Y Sergio Villanueva se convirtió en uno de los argentinos perdidos en las Torres Gemelas. A las 8 de la mañana, cuarenta y cinco minutos antes de que el primer avión se estrellara contra la Torre Norte, Sergio había terminado su turno en el cuartel de bomberos de Brooklyn. Había entrado a la unidad “Ladder 132” un año antes, en 2000. El fin de semana anterior, el domingo, había ido a jugar con sus amigos al fútbol. Pateaba al arco con certeza. “Humildemente uno de los mejores”, lo recuerdan.
“Era el tipo que todos querían conocer”, decía su amigo Joe Brosi, cuando Clarín lo entrevistó tiempo atrás. Nadie imagino en ese partido de fútbol --en el que Sergio hizo el único gol--, que el infierno se desataría apenas dos días más tarde. “Nos vemos el jueves”, se despidieron. El martes 11 de septiembre, cuando sobrevino la alarma, Sergio desayunaba con los compañeros que entraban de guardia. Todos fueron a las Torres. Pero él no regreso. Tenía 33 años. Y su cuerpo no fue hallado.
Se fue así. Convertido en héroe, dejando un vacío. Cuando Clarín habló con su madre años atrás, Delia admitía que “por más que te ofrezcan el mundo, nada trae a tu hijo. No hay palabras que te puedan decir, no hay dinero que te den, nada que puedan hacer te va a hacer sentir bien”.
Habían pasado cinco años desde la pérdida de Sergio, y ella buscaba entonces “respuestas para la muerte de mi hijo, nada más”. A casi 20 años de los atentados, algunas familias encuentran recién ahora la posibilidad de hacer un cierre.

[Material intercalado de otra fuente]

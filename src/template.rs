//! Configuration value parser
//!
//! A configuration value is a `|`-separated list of segments, each segment a
//! `,`-separated list of parts:
//!
//! - one part: literal text, emitted as-is
//! - `columnValue,<field>`: the value of an input field
//! - `lookup,<field>,<attribute>`: an attribute of the record referenced by `<field>`
//!
//! There is no escaping: `|` and `,` can never appear inside literal text.
//!
//! ```
//! use autotext::template::{parse, Fragment};
//!
//! let fragments = parse("Ship to|columnValue,city");
//! assert_eq!(fragments[0], Fragment::literal("Ship to"));
//! assert_eq!(fragments[1], Fragment::column_value("city"));
//! ```

/// Directive keyword selecting a direct field value
pub const COLUMN_VALUE: &str = "columnValue";

/// Directive keyword selecting a referenced record attribute
pub const LOOKUP: &str = "lookup";

const SEGMENT_SEPARATOR: char = '|';
const PART_SEPARATOR: char = ',';

/// One parsed configuration segment
#[derive(Debug, Clone, PartialEq, Eq)]
pub enum Fragment {
    /// Literal text (not trimmed)
    Literal { text: String },
    /// `columnValue,<field>`
    ColumnValue { field: String },
    /// `lookup,<field>,<attribute>` (attribute is `None` when the part is missing)
    Lookup {
        field: String,
        attribute: Option<String>,
    },
    /// Directive with an unrecognized keyword; renders nothing
    Unknown { keyword: String },
}

impl Fragment {
    pub fn literal(text: impl Into<String>) -> Self {
        Self::Literal { text: text.into() }
    }

    pub fn column_value(field: impl Into<String>) -> Self {
        Self::ColumnValue {
            field: field.into(),
        }
    }

    pub fn lookup(field: impl Into<String>, attribute: impl Into<String>) -> Self {
        Self::Lookup {
            field: field.into(),
            attribute: Some(attribute.into()),
        }
    }

    /// Field name this fragment reads, if any
    pub fn field(&self) -> Option<&str> {
        match self {
            Self::ColumnValue { field } | Self::Lookup { field, .. } => Some(field),
            Self::Literal { .. } | Self::Unknown { .. } => None,
        }
    }

    /// Whether resolving this fragment may call the record fetcher
    pub fn may_fetch(&self) -> bool {
        matches!(self, Self::Lookup { .. })
    }
}

/// Parse a configuration value into fragments, in declaration order.
///
/// An empty configuration yields no fragments.
pub fn parse(config: &str) -> Vec<Fragment> {
    if config.is_empty() {
        return Vec::new();
    }

    config.split(SEGMENT_SEPARATOR).map(parse_segment).collect()
}

fn parse_segment(segment: &str) -> Fragment {
    let parts: Vec<&str> = segment.split(PART_SEPARATOR).collect();

    if parts.len() == 1 {
        return Fragment::literal(parts[0]);
    }

    match parts[0] {
        COLUMN_VALUE => Fragment::column_value(parts[1]),
        // A fourth part is accepted and ignored
        LOOKUP => Fragment::Lookup {
            field: parts[1].to_string(),
            attribute: parts.get(2).map(|a| a.to_string()),
        },
        keyword => Fragment::Unknown {
            keyword: keyword.to_string(),
        },
    }
}

/// Field names referenced by directives, in first-use order without duplicates
pub fn referenced_fields(fragments: &[Fragment]) -> Vec<&str> {
    let mut fields: Vec<&str> = Vec::new();
    for field in fragments.iter().filter_map(Fragment::field) {
        if !fields.contains(&field) {
            fields.push(field);
        }
    }
    fields
}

Otro bombero, Michael Haub, que como Sergio, murió el 11S, pudo ser enterrado este martes después de que sus restos fueron identificados, 18 años después. Aún hay 40% de los restos recuperados en el Ground Zero sin identificar. Detrás de ese porcentaje hay familias que todavía esperan decir adiós a sus seres queridos.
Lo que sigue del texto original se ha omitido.